▶ INSTRUCTIONS TO FOLLOW
Among the entries below, find each line holding "crate" and return it.

▶ EXERCISE INPUT

==================================================

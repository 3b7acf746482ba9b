use std::fs;
use std::path::{Path, PathBuf};

use serde::Serialize;
use tracing::debug;

use crate::archive::{Archive, Field, write_archive};
use crate::chunking::{ChunkPlan, part_file_name, source_stem};
use crate::config::SplitterConfig;
use crate::constants::archive::{CHUNK_INFO_FIELD, LABEL_FIELD, RECORDS_FIELD};
use crate::constants::report::BYTES_PER_MB;
use crate::data::{Provenance, Record, SourceContents};
use crate::errors::{ArchiveError, SplitterError};
use crate::types::FileName;

/// One planned or written chunk archive.
#[derive(Clone, Debug, PartialEq, Eq, Serialize)]
pub struct PartOutcome {
    /// Output file name inside the destination directory.
    pub file_name: FileName,
    /// Provenance embedded in the chunk.
    pub provenance: Provenance,
    /// Bytes written, `None` for dry-run plans.
    pub bytes: Option<u64>,
}

/// Result of splitting one source archive.
#[derive(Clone, Debug, PartialEq, Eq, Serialize)]
pub struct SplitOutcome {
    /// Source archive file name.
    pub file: FileName,
    /// Records found in the source.
    pub records: usize,
    /// Number of chunks (`ceil(records / chunk_size)`).
    pub total_parts: usize,
    /// Chunks in ascending part order.
    pub parts: Vec<PartOutcome>,
}

impl SplitOutcome {
    /// Total bytes written across all parts.
    pub fn bytes_written(&self) -> u64 {
        self.parts.iter().filter_map(|part| part.bytes).sum()
    }
}

/// Writes chunk archives for one source at a time into a destination directory.
#[derive(Clone, Debug)]
pub struct ChunkWriter {
    dest_dir: PathBuf,
    chunk_size: usize,
    extension: String,
    compression_level: i32,
}

impl ChunkWriter {
    /// Create a writer; `chunk_size` must be positive.
    pub fn new(dest_dir: impl Into<PathBuf>, chunk_size: usize) -> Result<Self, SplitterError> {
        let config = SplitterConfig {
            dest_dir: dest_dir.into(),
            chunk_size,
            ..SplitterConfig::default()
        };
        Self::from_config(&config)
    }

    /// Create a writer from validated splitter settings.
    pub fn from_config(config: &SplitterConfig) -> Result<Self, SplitterError> {
        config.validate()?;
        Ok(Self {
            dest_dir: config.dest_dir.clone(),
            chunk_size: config.chunk_size,
            extension: config.normalized_extension().to_string(),
            compression_level: config.compression_level,
        })
    }

    /// Destination directory.
    pub fn dest_dir(&self) -> &Path {
        &self.dest_dir
    }

    /// Records per chunk.
    pub fn chunk_size(&self) -> usize {
        self.chunk_size
    }

    /// Compute the chunk layout for `source_file` without writing anything.
    pub fn plan(
        &self,
        source_file: &str,
        record_count: usize,
    ) -> Result<SplitOutcome, SplitterError> {
        let plan = ChunkPlan::new(record_count, self.chunk_size)?;
        let stem = source_stem(Path::new(source_file));
        let parts = (0..plan.total_parts())
            .filter_map(|index| plan.provenance(source_file, index))
            .map(|provenance| PartOutcome {
                file_name: self.part_name(&stem, &provenance),
                provenance,
                bytes: None,
            })
            .collect();
        Ok(SplitOutcome {
            file: source_file.to_string(),
            records: record_count,
            total_parts: plan.total_parts(),
            parts,
        })
    }

    /// Split `contents` into chunk archives named after `source_file`.
    ///
    /// Records are moved into their chunk in order. The destination directory is
    /// created before the first chunk is written. A failure stops this source and
    /// leaves already written chunks in place.
    pub fn write_chunks(
        &self,
        source_file: &str,
        contents: SourceContents,
    ) -> Result<SplitOutcome, SplitterError> {
        let SourceContents { records, label } = contents;
        let mut outcome = self.plan(source_file, records.len())?;
        let mut remaining = records.into_records().into_iter();

        for index in 0..outcome.parts.len() {
            let write_failure = |source: ArchiveError| SplitterError::WriteFailure {
                file: source_file.to_string(),
                parts_written: index,
                source,
            };
            if index == 0 {
                self.ensure_dest_dir().map_err(write_failure)?;
            }
            let part = &mut outcome.parts[index];
            let chunk: Vec<Record> = remaining
                .by_ref()
                .take(part.provenance.chunk_size as usize)
                .collect();
            let archive = Archive::new()
                .with_field(RECORDS_FIELD, Field::Records(chunk))
                .with_field(LABEL_FIELD, Field::Text(label.clone()))
                .with_field(CHUNK_INFO_FIELD, Field::ChunkInfo(part.provenance.clone()));
            let path = self.dest_dir.join(&part.file_name);
            let bytes =
                write_archive(&path, &archive, self.compression_level).map_err(write_failure)?;
            let size_mb = bytes as f64 / BYTES_PER_MB;
            debug!(
                file = %part.file_name,
                records = part.provenance.chunk_size,
                size_mb,
                "[swath_split] chunk written"
            );
            part.bytes = Some(bytes);
        }
        Ok(outcome)
    }

    fn part_name(&self, stem: &str, provenance: &Provenance) -> FileName {
        part_file_name(
            stem,
            provenance.part_number as usize,
            provenance.total_parts as usize,
            &self.extension,
        )
    }

    fn ensure_dest_dir(&self) -> Result<(), ArchiveError> {
        fs::create_dir_all(&self.dest_dir)?;
        Ok(())
    }
}

#[cfg(test)]
mod tests {
    use super::*;
    use crate::archive::read_archive;
    use crate::data::RecordSequence;
    use tempfile::tempdir;

    fn contents(count: usize, label: &str) -> SourceContents {
        SourceContents {
            records: (0..count)
                .map(|idx| Record::new(format!("obs-{idx}").into_bytes()))
                .collect(),
            label: label.to_string(),
        }
    }

    #[test]
    fn writes_three_parts_for_1200_records() {
        let temp = tempdir().unwrap();
        let dest = temp.path().join("out");
        let writer = ChunkWriter::new(&dest, 500).unwrap();

        let outcome = writer
            .write_chunks("X.swz", contents(1200, "2020"))
            .unwrap();
        assert_eq!(outcome.total_parts, 3);
        let names: Vec<&str> = outcome
            .parts
            .iter()
            .map(|part| part.file_name.as_str())
            .collect();
        assert_eq!(
            names,
            vec!["X_part_1of3.swz", "X_part_2of3.swz", "X_part_3of3.swz"]
        );

        let last = read_archive(&dest.join("X_part_3of3.swz")).unwrap();
        let info = last.chunk_info(CHUNK_INFO_FIELD).unwrap().unwrap();
        assert_eq!((info.start_index, info.end_index), (1000, 1200));
        assert_eq!(info.chunk_size, 200);
        assert_eq!(info.original_file, "X.swz");
        assert_eq!(last.text(LABEL_FIELD).unwrap(), Some("2020"));
        match last.get(RECORDS_FIELD) {
            Some(Field::Records(records)) => {
                assert_eq!(records.len(), 200);
                assert_eq!(records[0].payload(), b"obs-1000");
            }
            other => panic!("unexpected records field: {other:?}"),
        }
        assert!(outcome.bytes_written() > 0);
    }

    #[test]
    fn empty_sequence_writes_nothing_and_creates_no_dir() {
        let temp = tempdir().unwrap();
        let dest = temp.path().join("never_created");
        let writer = ChunkWriter::new(&dest, 500).unwrap();
        let outcome = writer
            .write_chunks("empty.swz", SourceContents {
                records: RecordSequence::default(),
                label: "x".into(),
            })
            .unwrap();
        assert_eq!(outcome.total_parts, 0);
        assert!(outcome.parts.is_empty());
        assert!(!dest.exists());
    }

    #[test]
    fn existing_destination_is_reused() {
        let temp = tempdir().unwrap();
        let writer = ChunkWriter::new(temp.path(), 2).unwrap();
        let first = writer.write_chunks("a.swz", contents(3, "l")).unwrap();
        let second = writer.write_chunks("a.swz", contents(3, "l")).unwrap();
        assert_eq!(first.parts, second.parts);
    }

    #[test]
    fn dry_run_plan_touches_nothing() {
        let temp = tempdir().unwrap();
        let dest = temp.path().join("plan_only");
        let writer = ChunkWriter::new(&dest, 500).unwrap();
        let outcome = writer.plan("X.swz", 500).unwrap();
        assert_eq!(outcome.total_parts, 1);
        assert_eq!(outcome.parts[0].file_name, "X_part_1of1.swz");
        assert_eq!(outcome.parts[0].bytes, None);
        assert!(!dest.exists());
    }

    #[test]
    fn destination_blocked_by_file_is_a_write_failure() {
        let temp = tempdir().unwrap();
        let blocker = temp.path().join("blocked");
        fs::write(&blocker, b"file, not dir").unwrap();
        let writer = ChunkWriter::new(&blocker, 10).unwrap();
        match writer.write_chunks("orbit.swz", contents(25, "l")) {
            Err(SplitterError::WriteFailure {
                file,
                parts_written,
                ..
            }) => {
                assert_eq!(file, "orbit.swz");
                assert_eq!(parts_written, 0);
            }
            other => panic!("expected write failure, got {other:?}"),
        }
    }

    #[test]
    fn zero_chunk_size_is_rejected_up_front() {
        assert!(matches!(
            ChunkWriter::new("/tmp/unused", 0),
            Err(SplitterError::Configuration(_))
        ));
    }
}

==================================================

▶ EXERCISE RESPONSE
use crate::archive::{Archive, Field, write_archive};
use crate::chunking::{ChunkPlan, part_file_name, source_stem};
use crate::config::SplitterConfig;
use crate::constants::archive::{CHUNK_INFO_FIELD, LABEL_FIELD, RECORDS_FIELD};
use crate::constants::report::BYTES_PER_MB;
use crate::data::{Provenance, Record, SourceContents};
use crate::errors::{ArchiveError, SplitterError};
use crate::types::FileName;
    use crate::archive::read_archive;
    use crate::data::RecordSequence;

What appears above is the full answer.